++++ SUPPLIED RECORDS ++++

//! Log verbosity and subscriber setup
//!
//! Levels use the npm-style names accepted in `LOG_LEVEL`; they map onto
//! `tracing` levels for the stderr subscriber.

use std::fmt;
use std::str::FromStr;
use tracing::level_filters::LevelFilter;
use tracing_subscriber::EnvFilter;

#[derive(Debug, Clone, Copy, PartialEq, Eq, PartialOrd, Ord, Default)]
pub enum LogLevel {
    Silly,
    Verbose,
    #[default]
    Info,
    Warn,
    Error,
}

impl LogLevel {
    pub fn as_str(&self) -> &'static str {
        match self {
            LogLevel::Silly => "silly",
            LogLevel::Verbose => "verbose",
            LogLevel::Info => "info",
            LogLevel::Warn => "warn",
            LogLevel::Error => "error",
        }
    }

    /// Verbose and below also dump the full error chain on failure
    pub fn is_verbose(&self) -> bool {
        *self <= LogLevel::Verbose
    }

    pub fn level_filter(&self) -> LevelFilter {
        match self {
            LogLevel::Silly => LevelFilter::TRACE,
            LogLevel::Verbose => LevelFilter::DEBUG,
            LogLevel::Info => LevelFilter::INFO,
            LogLevel::Warn => LevelFilter::WARN,
            LogLevel::Error => LevelFilter::ERROR,
        }
    }
}

impl fmt::Display for LogLevel {
    fn fmt(&self, f: &mut fmt::Formatter<'_>) -> fmt::Result {
        f.write_str(self.as_str())
    }
}

impl FromStr for LogLevel {
    type Err = String;

    fn from_str(s: &str) -> Result<Self, Self::Err> {
        match s.trim().to_ascii_lowercase().as_str() {
            "silly" | "trace" => Ok(LogLevel::Silly),
            "verbose" | "debug" => Ok(LogLevel::Verbose),
            "info" | "http" | "notice" | "timing" | "success" => Ok(LogLevel::Info),
            "warn" | "warning" => Ok(LogLevel::Warn),
            "error" | "silent" => Ok(LogLevel::Error),
            other => Err(format!("unknown log level '{}'", other)),
        }
    }
}

/// Install the global stderr subscriber
///
/// `RUST_LOG` still refines the filter per target when set. Calling this twice
/// is harmless; the second install is ignored.
pub fn init(level: LogLevel) {
    let filter = EnvFilter::builder()
        .with_default_directive(level.level_filter().into())
        .from_env_lossy();

    let _ = tracing_subscriber::fmt()
        .with_env_filter(filter)
        .with_writer(std::io::stderr)
        .with_target(level.is_verbose())
        .without_time()
        .try_init();
}
//! turbo CLI - Project and component scaffolding from npm-published templates

use anyhow::{Context, Result};
use clap::{CommandFactory, Parser, Subcommand};
use colored::Colorize;
use std::path::PathBuf;
use turbo_core::commands::Command as _;
use turbo_core::{
    logging, resolve_plugin, run_plugin, CliConfig, ClackPrompter, GlobalFlags, InitArgs,
    InitCommand, InitOutcome, LogLevel, PluginInvocation, ProductConfig,
};

/// CLI version
pub const CLI_VERSION: &str = env!("CARGO_PKG_VERSION");

/// Commands `turbo` knows, listed when an unknown one is given
const KNOWN_COMMANDS: &[&str] = &["init"];

/// turbo product configuration
#[derive(Clone)]
pub struct TurboConfig;

impl ProductConfig for TurboConfig {
    fn name(&self) -> &'static str {
        "turbo"
    }

    fn display_name(&self) -> &'static str {
        "Turbo CLI"
    }

    fn default_cli_home(&self) -> &'static str {
        ".turbo-cli"
    }

    fn default_template_url(&self) -> &'static str {
        "https://raw.githubusercontent.com/turbo-cli-dev/templates/main/catalog.yaml"
    }

    fn cli_description(&self) -> &'static str {
        "CLI for scaffolding projects and components from npm-published templates"
    }

    fn user_agent(&self) -> &'static str {
        concat!("turbo-cli/", env!("CARGO_PKG_VERSION"))
    }
}

#[derive(Parser, Debug)]
#[command(name = "turbo")]
#[command(about = "CLI for scaffolding projects and components from npm-published templates")]
#[command(version)]
pub struct Args {
    /// Enable verbose logging
    #[arg(short, long, global = true)]
    pub debug: bool,

    /// Run commands from a local package instead of the cached one (for development use)
    #[arg(long = "target-path", global = true)]
    pub target_path: Option<PathBuf>,

    #[command(subcommand)]
    pub command: Option<Command>,
}

#[derive(Subcommand, Debug)]
pub enum Command {
    /// Create a new project or component in the current directory
    Init {
        /// Project name; asked for when missing or invalid
        project_name: Option<String>,

        /// Skip the first confirmation for a non-empty directory
        #[arg(short, long)]
        force: bool,
    },

    #[command(external_subcommand)]
    External(Vec<String>),
}

#[tokio::main]
async fn main() {
    // Ensure terminal cursor is restored on panic
    let default_panic = std::panic::take_hook();
    std::panic::set_hook(Box::new(move |info| {
        let _ = console::Term::stderr().show_cursor();
        default_panic(info);
    }));

    // Handle Ctrl+C gracefully
    ctrlc::set_handler(move || {
        let _ = console::Term::stderr().show_cursor();
        std::process::exit(130);
    })
    .ok();

    let args = Args::parse();
    let product = TurboConfig;
    let debug = args.debug;
    let mut log_level = None;

    let code = match run(&product, args, &mut log_level).await {
        Ok(code) => code,
        Err(e) => {
            // Configuration errors can happen before logging is set up
            let level = log_level.unwrap_or_else(|| CliConfig::fallback_log_level(debug));
            logging::init(level);
            tracing::error!("{:#}", e);
            if level.is_verbose() {
                eprintln!("{:?}", e);
            }
            1
        }
    };

    // Ensure cursor is visible on normal exit
    let _ = console::Term::stderr().show_cursor();
    std::process::exit(code);
}

async fn run<C: ProductConfig>(
    product: &C,
    args: Args,
    log_level: &mut Option<LogLevel>,
) -> Result<i32> {
    let command = match args.command {
        Some(Command::External(argv)) => {
            let name = argv.first().map(String::as_str).unwrap_or_default();
            eprintln!("{} unknown command '{}'", "error:".red().bold(), name);
            eprintln!("Available commands: {}", KNOWN_COMMANDS.join(", ").cyan());
            return Ok(1);
        }
        Some(command) => command,
        None => {
            Args::command().print_help()?;
            return Ok(0);
        }
    };

    let flags = GlobalFlags {
        debug: args.debug,
        target_path: args.target_path,
    };
    let config = CliConfig::load(product, &flags).context("failed to load configuration")?;
    *log_level = Some(config.log_level);
    logging::init(config.log_level);
    tracing::info!("{} {}", product.display_name(), CLI_VERSION);
    tracing::debug!(cli_home = %config.cli_home.display(), registry = %config.registry, "configuration loaded");

    match command {
        Command::Init { project_name, force } => {
            if let Some(plugin) = resolve_plugin(product, &config, "init").await? {
                let mut invocation = PluginInvocation::new("init").option("force", force);
                if let Some(name) = &project_name {
                    invocation = invocation.arg(name);
                }
                return Ok(run_plugin(&config, &plugin, &invocation).await?);
            }

            let directory =
                std::env::current_dir().context("failed to read the current directory")?;
            let mut init = InitCommand::new(&config, ClackPrompter::new());
            let outcome = init
                .run(InitArgs {
                    project_name,
                    force,
                    directory,
                })
                .await?;

            if let InitOutcome::Created(project) = outcome {
                tracing::debug!(project = %project.project_name, "init finished");
            }
            Ok(0)
        }
        Command::External(_) => Ok(1),
    }
}
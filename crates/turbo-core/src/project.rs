//! Project metadata collected by the init wizard

use crate::error::{Error, Result};
use crate::version::normalize_version;
use heck::ToKebabCase;
use serde::{Deserialize, Serialize};
use std::fmt;

pub const DEFAULT_PROJECT_VERSION: &str = "1.0.0";

/// What is being scaffolded; also the tag a template must carry to be offered
#[derive(Debug, Clone, Copy, PartialEq, Eq, Hash, Serialize, Deserialize)]
#[serde(rename_all = "lowercase")]
pub enum ProjectType {
    Project,
    Component,
}

impl ProjectType {
    pub fn as_str(&self) -> &'static str {
        match self {
            ProjectType::Project => "project",
            ProjectType::Component => "component",
        }
    }

    pub fn display_name(&self) -> &'static str {
        match self {
            ProjectType::Project => "Project",
            ProjectType::Component => "Component",
        }
    }
}

impl fmt::Display for ProjectType {
    fn fmt(&self, f: &mut fmt::Formatter<'_>) -> fmt::Result {
        f.write_str(self.as_str())
    }
}

/// Validated scaffolding parameters
#[derive(Debug, Clone, PartialEq, Eq)]
pub struct ProjectInfo {
    pub kind: ProjectType,
    pub project_name: String,
    pub project_version: String,
    /// `npmName` of the chosen template
    pub project_template: String,
    /// Required for components, `None` for projects
    pub component_description: Option<String>,
    pub class_name: String,
}

impl ProjectInfo {
    pub fn new(
        kind: ProjectType,
        project_name: &str,
        project_version: &str,
        project_template: &str,
        component_description: Option<&str>,
    ) -> Result<Self> {
        validate_name(project_name)?;
        let project_version = validate_version(project_version)?;

        let component_description = match kind {
            ProjectType::Component => {
                let description = component_description.unwrap_or_default();
                validate_description(description)?;
                Some(description.trim().to_string())
            }
            ProjectType::Project => None,
        };

        if project_template.trim().is_empty() {
            return Err(Error::Validation("a template must be selected".into()));
        }

        Ok(Self {
            kind,
            project_name: project_name.to_string(),
            project_version,
            project_template: project_template.to_string(),
            component_description,
            class_name: class_name(project_name),
        })
    }

    /// Variables available to template files
    pub fn render_context(&self) -> TemplateContext {
        let description = self.component_description.clone().unwrap_or_default();
        TemplateContext {
            kind: self.kind,
            project_name: self.project_name.clone(),
            name: self.project_name.clone(),
            class_name: self.class_name.clone(),
            project_version: self.project_version.clone(),
            version: self.project_version.clone(),
            project_template: self.project_template.clone(),
            component_description: description.clone(),
            description,
        }
    }
}

/// Render context; `name`, `version` and `description` alias the long names
#[derive(Debug, Clone, Serialize)]
#[serde(rename_all = "camelCase")]
pub struct TemplateContext {
    #[serde(rename = "type")]
    pub kind: ProjectType,
    pub project_name: String,
    pub name: String,
    pub class_name: String,
    pub project_version: String,
    pub version: String,
    pub project_template: String,
    pub component_description: String,
    pub description: String,
}

/// Project names start with a letter, end with a letter or digit, and every
/// `-` or `_` is followed by a letter.
///
/// Valid: `a`, `a-b`, `a_b`, `a-b1-c1`. Invalid: `1`, `a_`, `a-`, `a_1`, `a-1`.
pub fn is_valid_name(name: &str) -> bool {
    let bytes = name.as_bytes();
    let Some(first) = bytes.first() else {
        return false;
    };
    if !first.is_ascii_alphabetic() {
        return false;
    }

    bytes.iter().enumerate().all(|(i, b)| match b {
        b'-' | b'_' => bytes.get(i + 1).is_some_and(u8::is_ascii_alphabetic),
        b => b.is_ascii_alphanumeric(),
    })
}

pub fn validate_name(name: &str) -> Result<()> {
    if is_valid_name(name) {
        Ok(())
    } else {
        Err(Error::Validation(format!(
            "'{}' is not a valid name: use letters, digits, '-' or '_', start with a letter, \
             and follow each '-' or '_' with a letter",
            name
        )))
    }
}

/// Normalized semver for a user-entered version (`v1.0.0` becomes `1.0.0`)
pub fn validate_version(version: &str) -> Result<String> {
    normalize_version(version)
        .ok_or_else(|| Error::Validation(format!("'{}' is not a valid version", version)))
}

pub fn validate_description(description: &str) -> Result<()> {
    if description.trim().is_empty() {
        Err(Error::Validation("component description must not be empty".into()))
    } else {
        Ok(())
    }
}

/// Kebab-case class name derived from the project name, no leading dash
pub fn class_name(project_name: &str) -> String {
    project_name
        .to_kebab_case()
        .trim_start_matches('-')
        .to_string()
}
//! Package tarball verification and extraction
//!
//! npm tarballs are gzip'd tar archives whose entries all live under a single
//! root folder (`package/` for anything published by the npm CLI). That root
//! is stripped so the package files land directly in the cache entry.

use crate::error::{Error, Result};
use crate::registry::Dist;
use base64::engine::general_purpose::STANDARD;
use base64::Engine;
use flate2::read::GzDecoder;
use sha2::{Digest, Sha512};
use std::path::{Component, Path, PathBuf};
use tar::Archive;

/// Check `bytes` against the `sha512-` entries of the dist integrity string
///
/// Nothing to check (no integrity, or only non-sha512 algorithms) passes.
pub fn verify_integrity(bytes: &[u8], dist: &Dist) -> Result<()> {
    let Some(integrity) = dist.integrity.as_deref() else {
        tracing::debug!(tarball = %dist.tarball, "no integrity published, skipping check");
        return Ok(());
    };

    let expected: Vec<&str> = integrity
        .split_whitespace()
        .filter_map(|entry| entry.strip_prefix("sha512-"))
        .map(|digest| digest.split('?').next().unwrap_or(digest))
        .collect();

    if expected.is_empty() {
        tracing::debug!(integrity, "no sha512 digest in integrity, skipping check");
        return Ok(());
    }

    let computed = STANDARD.encode(Sha512::digest(bytes));
    if expected.iter().any(|digest| *digest == computed) {
        Ok(())
    } else {
        Err(Error::Install(format!(
            "integrity check failed for {}\n\
             \n\
             Expected: sha512-{}\n\
             Got:      sha512-{}",
            dist.tarball,
            expected.join(" sha512-"),
            computed
        )))
    }
}

/// Extract a gzip'd tarball into `dest_dir`, stripping the shared root folder
pub fn unpack(bytes: &[u8], dest_dir: &Path) -> Result<()> {
    std::fs::create_dir_all(dest_dir).map_err(|e| Error::io(dest_dir, e))?;

    let strip_prefix = common_root(bytes)?;

    let mut archive = Archive::new(GzDecoder::new(bytes));
    let entries = archive
        .entries()
        .map_err(|e| Error::Install(format!("failed to read tarball entries: {}", e)))?;

    for entry in entries {
        let mut entry =
            entry.map_err(|e| Error::Install(format!("failed to read tarball entry: {}", e)))?;
        let entry_path = entry
            .path()
            .map_err(|e| Error::Install(format!("invalid tarball entry path: {}", e)))?
            .into_owned();

        if entry_path.is_absolute()
            || entry_path
                .components()
                .any(|c| matches!(c, Component::ParentDir))
        {
            return Err(Error::Install(format!(
                "refusing to extract path with parent directory or absolute reference: {}",
                entry_path.display()
            )));
        }

        let relative_path = match &strip_prefix {
            Some(prefix) => match entry_path.strip_prefix(prefix) {
                Ok(p) if p.as_os_str().is_empty() => continue,
                Ok(p) => p.to_path_buf(),
                Err(_) => entry_path.clone(),
            },
            None => entry_path.clone(),
        };

        let output_path = dest_dir.join(&relative_path);
        let entry_type = entry.header().entry_type();

        if entry_type.is_dir() {
            std::fs::create_dir_all(&output_path).map_err(|e| Error::io(&output_path, e))?;
        } else if entry_type.is_file() {
            if let Some(parent) = output_path.parent() {
                std::fs::create_dir_all(parent).map_err(|e| Error::io(parent, e))?;
            }
            entry
                .unpack(&output_path)
                .map_err(|e| Error::io(&output_path, e))?;
        } else {
            // Links and special files are never part of a published package
            tracing::debug!(path = %entry_path.display(), "skipping non-regular tarball entry");
        }
    }

    Ok(())
}

/// Root folder shared by every entry, if there is one and it contains files
fn common_root(bytes: &[u8]) -> Result<Option<PathBuf>> {
    let mut archive = Archive::new(GzDecoder::new(bytes));
    let entries = archive
        .entries()
        .map_err(|e| Error::Install(format!("failed to read tarball entries: {}", e)))?;

    let mut common: Option<PathBuf> = None;
    let mut has_nested_entries = false;

    for entry in entries {
        let entry =
            entry.map_err(|e| Error::Install(format!("failed to read tarball entry: {}", e)))?;
        let path = entry
            .path()
            .map_err(|e| Error::Install(format!("invalid tarball entry path: {}", e)))?;

        if path.components().count() > 1 {
            has_nested_entries = true;
        }

        let Some(first) = path.components().next() else {
            continue;
        };
        let root = PathBuf::from(first.as_os_str());

        match &common {
            None => common = Some(root),
            Some(existing) if existing != &root => return Ok(None),
            Some(_) => {}
        }
    }

    Ok(if has_nested_entries { common } else { None })
}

++++

◆ ABOUT THIS EXERCISE
Take from the listing above each line in which the string "static" is found.

◆ EXERCISE ANSWER
    pub fn as_str(&self) -> &'static str {
    fn name(&self) -> &'static str {
    fn display_name(&self) -> &'static str {
    fn default_cli_home(&self) -> &'static str {
    fn default_template_url(&self) -> &'static str {
    fn cli_description(&self) -> &'static str {
    fn user_agent(&self) -> &'static str {
    pub fn as_str(&self) -> &'static str {
    pub fn display_name(&self) -> &'static str {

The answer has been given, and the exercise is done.